Bitcoin History Part 12: When No One Wanted Your BTC
Today, bitcoin is so precious that its hodlers are prone to locking their keys away inside nuclear bunkers, bank vaults, and military grade hardware wallets. But things weren’t always that way. Back in the early days, bitcoin was deemed so undesirable that you would have struggled to give it away, while exchanging it for fiat currency was out of the question.
One Man’s Junk is Another Man’s Treasure
The bitcoins you buy and sell on exchanges today for several thousand dollars apiece are in many cases the very same coins that were changing hands back in 2010. The properties of those coins, despite having passed through hundreds of wallets in the intervening years, haven’t changed: one bitcoin today is exactly the same as one bitcoin from 2010. What has changed is the value accorded to each one. Just as gold is precious on our planet, but a worthless rock to anyone inhabiting an asteroid made out of the aureate metal, when bitcoin was easy to extract and there were few ways to use it, exchanging it – for anything – was virtually impossible.

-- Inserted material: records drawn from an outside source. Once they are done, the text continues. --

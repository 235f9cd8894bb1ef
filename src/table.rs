use crate::error::{CetlError, Result};
use ahash::AHashMap;

/// Duplicate column name rejected while building a [`Schema`].
#[derive(Debug, Clone, PartialEq, Eq)]
pub struct DuplicateColumn(pub String);

/// Ordered, duplicate-free column list with O(1) name lookup.
///
/// Column order is load-bearing: it fixes the layout of every row in the
/// owning [`Table`] and the order cells are written on export.
#[derive(Debug, Clone)]
pub struct Schema {
    columns: Vec<String>,
    index: AHashMap<String, usize>,
}

impl Schema {
    /// Builds a schema, rejecting duplicate column names.
    pub fn new(columns: Vec<String>) -> std::result::Result<Self, DuplicateColumn> {
        let mut index = AHashMap::with_capacity(columns.len());
        for (i, column) in columns.iter().enumerate() {
            if index.insert(column.clone(), i).is_some() {
                return Err(DuplicateColumn(column.clone()));
            }
        }
        Ok(Self { columns, index })
    }

    /// Schema for a column list known to be distinct (static report headers).
    pub(crate) fn from_distinct(columns: Vec<String>) -> Self {
        let index: AHashMap<String, usize> = columns
            .iter()
            .enumerate()
            .map(|(i, c)| (c.clone(), i))
            .collect();
        debug_assert_eq!(index.len(), columns.len());
        Self { columns, index }
    }

    /// Position of `column`, or `None` if the schema does not have it.
    pub fn position(&self, column: &str) -> Option<usize> {
        self.index.get(column).copied()
    }

    pub fn columns(&self) -> &[String] {
        &self.columns
    }

    pub fn len(&self) -> usize {
        self.columns.len()
    }

    pub fn is_empty(&self) -> bool {
        self.columns.is_empty()
    }
}

/// Two schemas are equal when their column names appear in the same order;
/// the lookup index is derived state.
impl PartialEq for Schema {
    fn eq(&self, other: &Self) -> bool {
        self.columns == other.columns
    }
}

impl Eq for Schema {}

/// In-memory table: a schema plus rows of string cells, one cell per column.
#[derive(Debug, Clone, PartialEq, Eq)]
pub struct Table {
    schema: Schema,
    rows: Vec<Vec<String>>,
}

impl Table {
    /// The zero-column, zero-row table. Concatenating nothing and loading an
    /// empty file set both land here.
    pub fn empty() -> Self {
        Self {
            schema: Schema::from_distinct(Vec::new()),
            rows: Vec::new(),
        }
    }

    /// Builds a table from parts. Every row must have exactly one cell per
    /// schema column; loaders enforce this before calling.
    pub fn new(schema: Schema, rows: Vec<Vec<String>>) -> Self {
        debug_assert!(rows.iter().all(|row| row.len() == schema.len()));
        Self { schema, rows }
    }

    pub fn schema(&self) -> &Schema {
        &self.schema
    }

    /// Number of data rows (the header is not a row).
    pub fn len(&self) -> usize {
        self.rows.len()
    }

    pub fn is_empty(&self) -> bool {
        self.rows.is_empty()
    }

    pub fn rows(&self) -> impl Iterator<Item = &[String]> {
        self.rows.iter().map(|row| row.as_slice())
    }

    /// Stacks tables into one, preserving input order: all rows of the first
    /// table, then all rows of the second, and so on.
    ///
    /// The first table fixes the unified column order. Later tables must
    /// carry the same column set; a table whose columns merely appear in a
    /// different order is re-projected onto the unified order cell by cell.
    /// Rows are never deduplicated.
    pub fn concat<I>(tables: I) -> Result<Table>
    where
        I: IntoIterator<Item = Table>,
    {
        let mut iter = tables.into_iter();
        let first = match iter.next() {
            Some(table) => table,
            None => return Ok(Table::empty()),
        };
        let schema = first.schema;
        let mut rows = first.rows;

        for table in iter {
            if table.schema == schema {
                rows.extend(table.rows);
                continue;
            }
            let mapping = reorder_mapping(&schema, &table.schema)?;
            for row in table.rows {
                rows.push(mapping.iter().map(|&i| row[i].clone()).collect());
            }
        }
        Ok(Table { schema, rows })
    }
}

/// For each unified column, the position of that column in `other`. Fails
/// when the two column sets differ.
fn reorder_mapping(unified: &Schema, other: &Schema) -> Result<Vec<usize>> {
    if unified.len() != other.len() {
        return Err(mismatch(unified, other));
    }
    unified
        .columns()
        .iter()
        .map(|column| other.position(column).ok_or_else(|| mismatch(unified, other)))
        .collect()
}

fn mismatch(expected: &Schema, found: &Schema) -> CetlError {
    CetlError::SchemaMismatch(format!(
        "expected columns [{}], found [{}]",
        expected.columns().join(", "),
        found.columns().join(", ")
    ))
}
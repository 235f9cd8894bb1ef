//! Reading one CSV file into a [`Table`].

use crate::error::{CetlError, Result};
use crate::table::{Schema, Table};
use std::fs::File;
use std::path::Path;

/// Parse the CSV file at `path` into a table.
///
/// The first record is the header and becomes the schema. Every data row
/// must have exactly one cell per header column; a ragged row, a duplicate
/// column name, or an empty file fails the whole read. All cells are kept
/// as strings, exactly as written.
pub fn read_table(path: &Path) -> Result<Table> {
    let file = File::open(path).map_err(|source| CetlError::Io {
        path: path.to_path_buf(),
        source,
    })?;
    let mut reader = csv::ReaderBuilder::new()
        .has_headers(true)
        .from_reader(file);

    let headers = reader.headers().map_err(|err| CetlError::from_csv(path, err))?;
    if headers.is_empty() {
        return Err(CetlError::Format {
            path: path.to_path_buf(),
            message: "missing header row".into(),
        });
    }
    let columns: Vec<String> = headers.iter().map(str::to_string).collect();
    let schema = Schema::new(columns).map_err(|dup| CetlError::Format {
        path: path.to_path_buf(),
        message: format!("duplicate column `{}` in header", dup.0),
    })?;

    let mut rows = Vec::new();
    for record in reader.records() {
        let record = record.map_err(|err| CetlError::from_csv(path, err))?;
        rows.push(record.iter().map(str::to_string).collect());
    }
    Ok(Table::new(schema, rows))
}
//! Failure taxonomy for the pipeline: I/O, malformed CSV, missing columns,
//! and incompatible schemas. Errors propagate unmodified to the caller; no
//! stage retries or degrades to a partial result.

use std::io;
use std::path::{Path, PathBuf};
use thiserror::Error;

/// Result alias used throughout the crate.
pub type Result<T> = std::result::Result<T, CetlError>;

/// Any failure the pipeline can surface.
#[derive(Debug, Error)]
pub enum CetlError {
    /// A file or directory could not be opened, read, or written.
    #[error("{}: {}", .path.display(), .source)]
    Io {
        path: PathBuf,
        source: io::Error,
    },

    /// A CSV file violated its own structure (no header, ragged row,
    /// duplicate column name, unbalanced quoting).
    #[error("{}: {}", .path.display(), .message)]
    Format { path: PathBuf, message: String },

    /// A column an operation depends on is absent from its input table.
    #[error("missing column `{column}` in {table} table")]
    MissingColumn { column: String, table: String },

    /// Tables that should line up have incompatible column sets.
    #[error("schema mismatch: {0}")]
    SchemaMismatch(String),
}

impl CetlError {
    pub(crate) fn missing_column(column: &str, table: &str) -> Self {
        CetlError::MissingColumn {
            column: column.into(),
            table: table.into(),
        }
    }

    /// Split a csv-crate error into the I/O and format halves of the
    /// taxonomy. The rendered message is captured before the kind is
    /// extracted because it carries the record/line position.
    pub(crate) fn from_csv(path: &Path, err: csv::Error) -> Self {
        let message = err.to_string();
        match err.into_kind() {
            csv::ErrorKind::Io(source) => CetlError::Io {
                path: path.to_path_buf(),
                source,
            },
            _ => CetlError::Format {
                path: path.to_path_buf(),
                message,
            },
        }
    }
}
use anyhow::{Context, Result};
use rayon::{Scope, ThreadPool, ThreadPoolBuilder};

/// Fixed-size worker pool that file loading fans out over.
///
/// Wraps an owned, non-global rayon pool: construction pins the worker
/// count, `scope` blocks until every spawned task has finished, and dropping
/// the value joins all worker threads. No worker outlives the pool on any
/// exit path, success or error.
pub struct WorkerPool {
    pool: ThreadPool,
    workers: usize,
}

impl WorkerPool {
    /// Build a pool with `workers` threads. `None` or `Some(0)` means one
    /// thread per available CPU.
    pub fn new(workers: Option<usize>) -> Result<Self> {
        let workers = match workers {
            Some(n) if n > 0 => n,
            _ => available_workers(),
        };
        let pool = ThreadPoolBuilder::new()
            .num_threads(workers)
            .thread_name(|i| format!("cetl-worker-{i}"))
            .build()
            .context("spawning worker threads")?;
        Ok(Self { pool, workers })
    }

    pub fn workers(&self) -> usize {
        self.workers
    }

    /// Run `op` inside a fan-out scope on this pool. Returns only after
    /// every task spawned within the scope has completed.
    pub fn scope<'scope, OP, R>(&self, op: OP) -> R
    where
        OP: FnOnce(&Scope<'scope>) -> R + Send,
        R: Send,
    {
        self.pool.scope(op)
    }

    /// Run two closures on the pool, potentially in parallel.
    pub fn join<A, B, RA, RB>(&self, oper_a: A, oper_b: B) -> (RA, RB)
    where
        A: FnOnce() -> RA + Send,
        B: FnOnce() -> RB + Send,
        RA: Send,
        RB: Send,
    {
        self.pool.join(oper_a, oper_b)
    }
}

fn available_workers() -> usize {
    std::thread::available_parallelism()
        .map(|n| n.get())
        .unwrap_or(1)
}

Most bitcoiners, even those who were late to the game, will recall Laszlo Hanyecz. He’s the guy who famously completed the first recorded purchase of goods with cryptocurrency, when he acquired two Domino’s pizzas for 10,000 BTC in May 2010. It might be assumed that once this historic transaction went down, the floodgates were opened to a wave of merchant adoption and a thriving exchange ecosystem was spawned. The reality is less invigorating. On June 15, 2010, three weeks after completing the pizza transaction, Laszlo tried to complete another BTC sale, this time for something less evanescent – a camera. Would anyone take him up on his offer?
Today bitcoin can be used to purchase all manner of goods, from airline tickets to t-shirts. And yet, paradoxically, due to the immense value it’s acquired, most bitcoiners are reluctant to part with their coins.